Work task — Reply with each record repeated exactly.

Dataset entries
==================================================

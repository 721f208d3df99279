//! Core data models for the trivia proxy
//!
//! This module contains the question types served to callers, the raw
//! upstream shapes, and the filter set that identifies a cached batch.

pub mod opentdb;

pub use opentdb::{OpenTdbClient, TriviaSource, UpstreamError, UpstreamResponse};

use std::fmt;

use serde::{Deserialize, Serialize};

/// Difficulty levels supported by the upstream API
#[derive(Debug, Clone, Copy, PartialEq, Eq, Hash, Serialize, Deserialize)]
#[serde(rename_all = "lowercase")]
pub enum Difficulty {
    Easy,
    Medium,
    Hard,
}

impl Difficulty {
    /// Parses a query parameter value into a Difficulty
    ///
    /// Matching is case-insensitive. Returns `None` for unknown values.
    pub fn parse(s: &str) -> Option<Self> {
        match s.to_lowercase().as_str() {
            "easy" => Some(Difficulty::Easy),
            "medium" => Some(Difficulty::Medium),
            "hard" => Some(Difficulty::Hard),
            _ => None,
        }
    }

    /// Returns the wire value used by the upstream API
    pub fn as_str(&self) -> &'static str {
        match self {
            Difficulty::Easy => "easy",
            Difficulty::Medium => "medium",
            Difficulty::Hard => "hard",
        }
    }
}

/// Answer format of a question
#[derive(Debug, Clone, Copy, PartialEq, Eq, Hash, Serialize, Deserialize)]
#[serde(rename_all = "lowercase")]
pub enum QuestionType {
    /// Multiple choice (one correct, three incorrect answers)
    Multiple,
    /// True / False
    Boolean,
}

impl QuestionType {
    /// Parses a query parameter value into a QuestionType
    pub fn parse(s: &str) -> Option<Self> {
        match s.to_lowercase().as_str() {
            "multiple" => Some(QuestionType::Multiple),
            "boolean" => Some(QuestionType::Boolean),
            _ => None,
        }
    }

    /// Returns the wire value used by the upstream API
    pub fn as_str(&self) -> &'static str {
        match self {
            QuestionType::Multiple => "multiple",
            QuestionType::Boolean => "boolean",
        }
    }
}

/// A question exactly as returned by the upstream API
///
/// Text fields are still HTML-entity encoded.
#[derive(Debug, Clone, PartialEq, Serialize, Deserialize)]
pub struct RawQuestion {
    pub category: String,
    #[serde(rename = "type")]
    pub kind: QuestionType,
    pub difficulty: Difficulty,
    pub question: String,
    pub correct_answer: String,
    pub incorrect_answers: Vec<String>,
}

/// A decoded question ready to be served
#[derive(Debug, Clone, PartialEq, Serialize, Deserialize)]
pub struct Question {
    /// Category name (e.g. "Science: Computers")
    pub category: String,
    /// Answer format
    #[serde(rename = "type")]
    pub kind: QuestionType,
    /// Difficulty level
    pub difficulty: Difficulty,
    /// Decoded question text
    pub question: String,
    /// Decoded correct answer
    pub correct_answer: String,
    /// Decoded incorrect answers, in upstream order
    pub incorrect_answers: Vec<String>,
    /// All answers in a randomized order, fixed when the batch was fetched
    pub answers: Vec<String>,
}

/// Filters accepted by the inbound query operation
///
/// Use [`QueryFilters::normalized`] before comparing or keying on a filter set:
/// empty strings and absent values mean the same thing.
#[derive(Debug, Clone, Default, PartialEq, Eq, Hash)]
pub struct QueryFilters {
    /// Upstream category id (e.g. "9" for General Knowledge)
    pub category: Option<String>,
    pub difficulty: Option<Difficulty>,
    pub kind: Option<QuestionType>,
    /// Case-insensitive substring matched against the decoded question text
    pub search: Option<String>,
}

impl QueryFilters {
    /// Returns a copy with empty strings collapsed to `None`
    pub fn normalized(&self) -> Self {
        Self {
            category: non_empty(self.category.as_deref()),
            difficulty: self.difficulty,
            kind: self.kind,
            search: non_empty(self.search.as_deref()),
        }
    }

    /// Computes the cache key for this filter set
    pub fn signature(&self) -> QuerySignature {
        QuerySignature(self.normalized())
    }
}

fn non_empty(value: Option<&str>) -> Option<String> {
    value.filter(|v| !v.is_empty()).map(str::to_string)
}

/// Normalized filter set used as the cache key
///
/// Page number and page size are deliberately absent: every page of a query
/// is sliced from the same cached batch.
#[derive(Debug, Clone, PartialEq, Eq, Hash)]
pub struct QuerySignature(QueryFilters);

impl QuerySignature {
    /// The normalized filters this signature was built from
    pub fn filters(&self) -> &QueryFilters {
        &self.0
    }
}

impl fmt::Display for QuerySignature {
    fn fmt(&self, f: &mut fmt::Formatter<'_>) -> fmt::Result {
        let filters = &self.0;
        write!(
            f,
            "questions:{{category={},difficulty={},type={},search={}}}",
            filters.category.as_deref().unwrap_or("-"),
            filters.difficulty.map(|d| d.as_str()).unwrap_or("-"),
            filters.kind.map(|k| k.as_str()).unwrap_or("-"),
            filters.search.as_deref().unwrap_or("-"),
        )
    }
}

==================================================

Result of the task —
repository 721f208d3df99279
//! Core data models for the trivia proxy
//!
//! This module contains the question types served to callers, the raw
//! upstream shapes, and the filter set that identifies a cached batch.

pub mod opentdb;

pub use opentdb::{OpenTdbClient, TriviaSource, UpstreamError, UpstreamResponse};

use std::fmt;

use serde::{Deserialize, Serialize};

/// Difficulty levels supported by the upstream API
#[derive(Debug, Clone, Copy, PartialEq, Eq, Hash, Serialize, Deserialize)]
#[serde(rename_all = "lowercase")]
pub enum Difficulty {
    Easy,
    Medium,
    Hard,
}

impl Difficulty {
    /// Parses a query parameter value into a Difficulty
    ///
    /// Matching is case-insensitive. Returns `None` for unknown values.
    pub fn parse(s: &str) -> Option<Self> {
        match s.to_lowercase().as_str() {
            "easy" => Some(Difficulty::Easy),
            "medium" => Some(Difficulty::Medium),
            "hard" => Some(Difficulty::Hard),
            _ => None,
        }
    }

    /// Returns the wire value used by the upstream API
    pub fn as_str(&self) -> &'static str {
        match self {
            Difficulty::Easy => "easy",
            Difficulty::Medium => "medium",
            Difficulty::Hard => "hard",
        }
    }
}

/// Answer format of a question
#[derive(Debug, Clone, Copy, PartialEq, Eq, Hash, Serialize, Deserialize)]
#[serde(rename_all = "lowercase")]
pub enum QuestionType {
    /// Multiple choice (one correct, three incorrect answers)
    Multiple,
    /// True / False
    Boolean,
}

impl QuestionType {
    /// Parses a query parameter value into a QuestionType
    pub fn parse(s: &str) -> Option<Self> {
        match s.to_lowercase().as_str() {
            "multiple" => Some(QuestionType::Multiple),
            "boolean" => Some(QuestionType::Boolean),
            _ => None,
        }
    }

    /// Returns the wire value used by the upstream API
    pub fn as_str(&self) -> &'static str {
        match self {
            QuestionType::Multiple => "multiple",
            QuestionType::Boolean => "boolean",
        }
    }
}

/// A question exactly as returned by the upstream API
///
/// Text fields are still HTML-entity encoded.
#[derive(Debug, Clone, PartialEq, Serialize, Deserialize)]
pub struct RawQuestion {
    pub category: String,
    #[serde(rename = "type")]
    pub kind: QuestionType,
    pub difficulty: Difficulty,
    pub question: String,
    pub correct_answer: String,
    pub incorrect_answers: Vec<String>,
}

/// A decoded question ready to be served
#[derive(Debug, Clone, PartialEq, Serialize, Deserialize)]
pub struct Question {
    /// Category name (e.g. "Science: Computers")
    pub category: String,
    /// Answer format
    #[serde(rename = "type")]
    pub kind: QuestionType,
    /// Difficulty level
    pub difficulty: Difficulty,
    /// Decoded question text
    pub question: String,
    /// Decoded correct answer
    pub correct_answer: String,
    /// Decoded incorrect answers, in upstream order
    pub incorrect_answers: Vec<String>,
    /// All answers in a randomized order, fixed when the batch was fetched
    pub answers: Vec<String>,
}

/// Filters accepted by the inbound query operation
///
/// Use [`QueryFilters::normalized`] before comparing or keying on a filter set:
/// empty strings and absent values mean the same thing.
#[derive(Debug, Clone, Default, PartialEq, Eq, Hash)]
pub struct QueryFilters {
    /// Upstream category id (e.g. "9" for General Knowledge)
    pub category: Option<String>,
    pub difficulty: Option<Difficulty>,
    pub kind: Option<QuestionType>,
    /// Case-insensitive substring matched against the decoded question text
    pub search: Option<String>,
}

impl QueryFilters {
    /// Returns a copy with empty strings collapsed to `None`
    pub fn normalized(&self) -> Self {
        Self {
            category: non_empty(self.category.as_deref()),
            difficulty: self.difficulty,
            kind: self.kind,
            search: non_empty(self.search.as_deref()),
        }
    }

    /// Computes the cache key for this filter set
    pub fn signature(&self) -> QuerySignature {
        QuerySignature(self.normalized())
    }
}

fn non_empty(value: Option<&str>) -> Option<String> {
    value.filter(|v| !v.is_empty()).map(str::to_string)
}

/// Normalized filter set used as the cache key
///
/// Page number and page size are deliberately absent: every page of a query
/// is sliced from the same cached batch.
#[derive(Debug, Clone, PartialEq, Eq, Hash)]
pub struct QuerySignature(QueryFilters);

impl QuerySignature {
    /// The normalized filters this signature was built from
    pub fn filters(&self) -> &QueryFilters {
        &self.0
    }
}

impl fmt::Display for QuerySignature {
    fn fmt(&self, f: &mut fmt::Formatter<'_>) -> fmt::Result {
        let filters = &self.0;
        write!(
            f,
            "questions:{{category={},difficulty={},type={},search={}}}",
            filters.category.as_deref().unwrap_or("-"),
            filters.difficulty.map(|d| d.as_str()).unwrap_or("-"),
            filters.kind.map(|k| k.as_str()).unwrap_or("-"),
            filters.search.as_deref().unwrap_or("-"),
        )
    }
}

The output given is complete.